Integrating the Psychology of Risk into the Investment Process
Investment risk tolerance discussions are done to understand how much risk investors should have in their portfolios so that allocations can be properly calibrated. The challenge is that reaction to risk is more complicated than many realize, and thought processes have significant consequences that are often not considered. There are several reasons why discussions of risk are often more complicated than they appear.
Two High-Intensity Risk Situations
One complexity is that risk tolerance isn’t a linear concept psychologically. There are two key inflection points in reaction to risk at which intensity jumps exponentially—when going from no risk to some risk and when passing a threshold beyond which the investor can tolerate the loss. We saw an example of the first after Money Market Reform forced money market funds to show small losses on paper, hurting the competitiveness of these funds against stable value funds in fixed accounts. For a segment of the population, any loss of “safe money” is traumatic.

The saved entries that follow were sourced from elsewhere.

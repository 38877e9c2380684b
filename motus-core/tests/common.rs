use motus_core::WordList;
use motus_types::GuessAttempt;

/// Creates a word list with a known set of French words
pub fn create_test_words() -> WordList {
    let word_list = "chat\nchien\nmaison\narbre\nlilas\nbarre\n# rare\nzythum";
    WordList::from_text(word_list).expect("test word list is not empty")
}

/// Creates a ledger record for one (user, word) pair on a fixed day
pub fn create_attempt(user_id: &str, word: &str, tries: u32, won: bool) -> GuessAttempt {
    GuessAttempt {
        user_id: user_id.to_string(),
        nickname: user_id.to_uppercase(),
        date: "2026-10-19".to_string(),
        word: word.to_string(),
        tries,
        score: u8::from(won),
    }
}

Our theory is that reactions to increases in market loss act more like a Richter-like scale on the upper end of the risk continuum. Our qualitative research suggests that once a certain threshold is passed, panic rises dramatically. In other words, going from a 30 percent loss to a 40 percent loss may create stronger anxiety than going from 20 percent to 30 percent.
Reexamining the Value of Time
Second, investors don’t view time in a linear way. Much more value is given to the immediate future, leading to an over-reaction to market downturns for risk-averse clients. Research we did years ago showed that, while planners discount money over time, consumers discount time. Life twenty or thirty years from now has less value than life today, particularly in retirement when the later years of aging have even less value. This is critical because time reduces risk, and the market has never lost value over a 20-year period, and investors will benefit from staying the course.
Another time-related fallacy is that investors may also fail to understand asset level sufficiency over time. Despite the theory of systematic spend down and the idea of linear decumulation as retirees age, many retirees are concerned about their asset level going down and have a minimum asset level below which they do not want to go. This minimum is often not consciously realized or discussed with financial advisors.
There is evidence that people base their feelings of financial security, in significant part, on asset level, and even in old age don’t want that level to go down too far. The fallacy here is that less money is needed as investors get older unless there are bequest needs. An 80-year-old doesn’t require the same assets as a 65-year-old because there is less life to fund. They don’t face the same consequences if the market drops.
Client Strategies for Financial Advisors
There is a need to integrate these issues into the discussion with clients and perhaps with risk tolerance measurement tools. For example, it would be useful to determine what an investor’s disaster point is and design a portfolio to keep the loss under that line. While we have only examined it qualitatively, this concept could have consequences for products such as structured annuities or alternative investments with hedging strategies that take the edge off a market crash loss.
Another strategy might be to design a buffer period before withdrawals from assets will be needed and agree with clients that risk will reduce when that buffer period is reached – such as eight years before retirement. One way to reinforce this buffer period is to train the client to think backward about investment risks from the target withdrawal date. A more thorough plan could discuss asset need levels over time and design portfolios to stay above the “five years from now” asset level. This approach aims to create a “comfort zone” for the client that shifts the client from focusing on very short-term market losses.
Another critical discussion is to have investors discuss their goals for minimum asset levels as they age so that they can be integrated into a financial plan.
These discussions are important because the inability to get clients to view risk more realistically is one of the greatest challenges advisors face. Client overreaction to risk can result in premature selling in down markets, firing of advisors, and regret. Advisors need better strategies to confront this dilemma with their clients.